Guardiola es un entrenador peculiar, diferente a sus iguales. Tiene una dimensión emocional que muy pocos igualan, sus palabras y sus actos no parecen de entrenador, no es robótico, es sentimental y sentido. Además de exitoso, claro, que sin esta parte el resto no tiene mucho valor.
Por todo ello el partido que se iba a dar en el Camp Nou no podía ser uno más. Volvía Guardiola, el estratega de los seis títulos, el autor del mejor Barcelona de todos los tiempos. Antes del partido, mucho antes, casi desde el sorteo, se notaba un ambiente diferente, especial, contradicciones incluso en buena parte del barcelonismo.

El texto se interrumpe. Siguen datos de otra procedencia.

mod stroke;
pub use stroke::*;

mod canvas;
pub use canvas::*;

use crate::tracker::Hand;
use glam::Vec2;

/// Fixed bounds of the drawing region, matching the video feed resolution.
pub const CANVAS_WIDTH: u32 = 640;
pub const CANVAS_HEIGHT: u32 = 480;

/// Something segments can be rasterized onto. The production implementation
/// wraps the 2D canvas context; tests record the calls instead.
pub trait Surface {
	fn draw_segment(&mut self, from: Vec2, to: Vec2, stroke: &Stroke);
	fn clear(&mut self);
}

/// The two-point drawing state machine. Holds exactly one point of memory:
/// the fingertip position from the previous prediction tick, if the hand was
/// detected on that tick.
pub struct SketchEngine<S> {
	surface: S,
	previous: Option<Vec2>,
}

impl<S: Surface> SketchEngine<S> {
	pub fn new(surface: S) -> Self {
		Self {
			surface,
			previous: None,
		}
	}

	/// One prediction tick. A segment is drawn iff both the previous and the
	/// current fingertip are known within one uninterrupted detection run;
	/// `stroke` applies to the segment this tick terminates, never to a later
	/// one. Hands beyond the first are ignored.
	pub fn handle_frame(&mut self, hands: &[Hand], stroke: &Stroke) {
		let Some(tip) = hands.first().and_then(Hand::fingertip) else {
			// Lost tracking. The next fingertip only seeds state again.
			self.previous = None;
			return;
		};
		if let Some(previous) = self.previous {
			self.surface.draw_segment(previous, tip, stroke);
		}
		self.previous = Some(tip);
	}

	/// Erases the whole drawing region and forgets the previous point, so the
	/// next fingertip never connects back to a pre-clear position. Idempotent.
	pub fn clear(&mut self) {
		self.surface.clear();
		self.previous = None;
	}

	pub fn previous(&self) -> Option<Vec2> {
		self.previous
	}
}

Solo había que leer la prensa estos días, esos elogios desmedidos para el héroe marchado, esa sensación de muchos que querían la victoria del Barcelona, sí, pero nunca el daño de Pep. Han salido muchas letras con el mismo argumento, una coincidencia de articulistas que no se suele dar, pero Guardiola en eso también es especial.
El reencuentro, a pesar de todo, llevaba con alguna espina. La figura de Guardiola es reverenciada, pero no todos los que convivieron con él se llevaron el mejor recuerdo. Las guerras civiles azulgranas, un clásico, deteroriaron alguna gran relación personal del técnico.
Luis Enrique, al que saludó afectuosamente antes del encuentro, tuvo sus momentos malos con el de Santpedor. Guardiola no aceptó bien que el técnico, que entrenaba al filial, negociase a sus espaldas un contrato con la Roma. Los dos, que habían sido amigos, vieron como se enfriaba su relación y como empezaban las desavenencias que incluso derivaron en alguna disensión futbolística interna, un sacrilegio en un club que presume de jugar con la misma filosofía desde bebés hasta veteranos.
El asturiano aún le considera su amigo, no ha dejado de elogiarle estos días y ha dado una sensación de mucha normalidad, como si nunca hubiese pasado nada aunque en realidad aquella salida a Italia hubiese sido un aldabonazo en la amistad. El tiempo cura algunas cosas, aunque no se han reestablecido del todo los vínculos que ambos compartían. Luis Enrique, en todo caso, seguirá diciendo por los restos que Guardiola es el mejor entrenador que conoce. El de Santpedor, como si quisiese demostrar que el comentario es cierto, propuso un partido con variantes varias, empezando por un 3-4-1-2 y siguiendo por varios cambios durante el partido para desconcertar a sus ex.
También era el reencuentro con Messi con el que fue su mentor y el que mejor le comprendió. El argentino no le tiene tampoco en su altar personal, un sitio donde solo pertenecen dos técnicos, Frank Rijkaard y el malogrado Tito Vilanova. En estos cuatro años en los que Guardiola ha estado fuera ambos no han hablado ni una sola vez, como reconoció el propio argentino antes del encuentro. Messi no recuerda que antes de la llegada de Pep era un jugador tremendo, pero con problemas de lesiones y un poco perdido en un equipo a la deriva. Demostró, eso sí, que es el mejor jugador del fútbol con dos goles, el segundo de museo. Ya lo dijo el técnico en la previa: es imposible de parar. La relación ha quedado fría, casi distante, muy diferente a la de la mayor parte de los jugadores que aún quedan de su época, que tienen claro que parte de su carrera se la deben a Guardiola.
El partido tenía una vuelta más. Menor, porque nadie se compara al técnico, pero también importante. Thiago, canterano del Barça, acudía de nuevo a su casa. Aún pocos entienden como un jugador así, forjado en la casa y que entiende la difícil idiosincrasia del club, pudo buscarse las habichuelas en Múnich y no renovar con el equipo de su vida. Cosas que pasan.